Parashat Toldot begins with the pregnancy of Rivka. It is a difficult and uncomfortable pregnancy -- "the children were running around inside her". She and Yitzchak approach God, who informs them: "Two peoples are in your belly, and two nations will separate from your insides. One nation over the other shall be stronger..." (Genesis 25:22-23).
The two boys emerge as twins, the second one out holding the heel of the first. Yet immediately the boys seem different, and they become more so as they grow. The midrash uses this story to explore every facet of the question of "similar but different" or "separate but connected." In the rabbinic period, Yaakov and Esav were understood as Israel and Rome. More poignantly, in the Byzantine period they were Judaism and Christianity. Each midrash has its own reading on the question: How similar are we (Jews) and the other? How different? What means more?
If you look at a map of the United States this week, color coded by the party of its new Congressman, you see a picture vastly red with pockets of blue. If you total all the votes cast in elections for the House of Representatives, you find what looks like about 55 percent for the Republicans and 45 percent for the Democrats. Which is the truer description of similarity and difference among Americans?
I read today a document prepared by a group of Muslim scholars reaching out to the leaders of all the world's major Christian churches. The document spelled out in detail the similarities in the teachings in Christianity and Islam about love of God and love of other human beings. The same document acknowledged the vast amount of lethal weapons in the hands of Christian-led and Muslim-led governments. Which is the truer description of similarity and difference?

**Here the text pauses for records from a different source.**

pub mod log_store;

pub use log_store::{RawLogStore, SeasonLogCache, SeasonLogs};
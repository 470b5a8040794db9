pub mod environment;
pub mod rank;

pub use environment::{rank_environment, EnvironmentRanks};
pub use rank::{rank_defense, RankCell, RankTable};

/// Orders `(team, value)` pairs by `(value asc, team asc)` and assigns ranks
/// `1..=n`. Input order does not affect the result.
pub(crate) fn rank_ascending<'a>(items: impl IntoIterator<Item = (&'a str, f64)>) -> Vec<(&'a str, u8)> {
    let mut items: Vec<(&str, f64)> = items.into_iter().collect();
    items.sort_by(|a, b| a.1.total_cmp(&b.1).then_with(|| a.0.cmp(b.0)));
    items
        .into_iter()
        .enumerate()
        .map(|(i, (team, _))| (team, u8::try_from(i + 1).unwrap_or(u8::MAX)))
        .collect()
}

It takes very little to activate differences. There is a famous experiment in social psychology called "The Robbers Cave", conducted by Professor Muzafer Sherif. In the study, a group of white middle-class boys, all the same age and from similar backgrounds, were randomly split into two groups and each group was bused to its own camp. Each group bonded, each group gave itself a name -- the Eagles and the Rattlers -- and the boys were initially unaware of the other group.
In the second phase, the groups were brought together under various competitive scenarios. Very quickly, physical violence broke out between the groups. It escalated beyond what the research team had predicted. In the end, Professor Sherif had to generate problems and tasks that threatened both groups or required both groups' participation in order to solve a dramatic problem -- to pull off a rescue, or deal with a water shortage facing both.
The Robbers' Cave study showed that even the smallest differences can become magnified quickly and easily. Professor Sherif would say: even if Yaakov had been as hairy as Esav, if both had been hunters, there would have been conflict if only one could inherit the blessing from their father. Yet if there had been a common threat to unite them, an overarching problem to solve, even the studious Yaakov and the brutish Esav could have come together.
This week, Democrats and Republicans face a choice. Are we so dramatically different, that we have to view the other as a threat to our society? Or can we recognize a common origin in the idea of liberty, even if one child says "equal liberty" and the other says "live free or die"? Can we recognize in the crisis of joblessness something even more important than the difference?
This question goes not just to Obama and Boehner, but to each of us who is worked up about the election, whether our candidate won or lost. It's no secret how much people have invested in the differences, how much of our identities are tied up in our philosophies. Nothing wrong with that. Yet for the good of all of us, we need to be not just Esav, but Yaakov's twin brother. Not just Yaakov, but Esav's twin brother.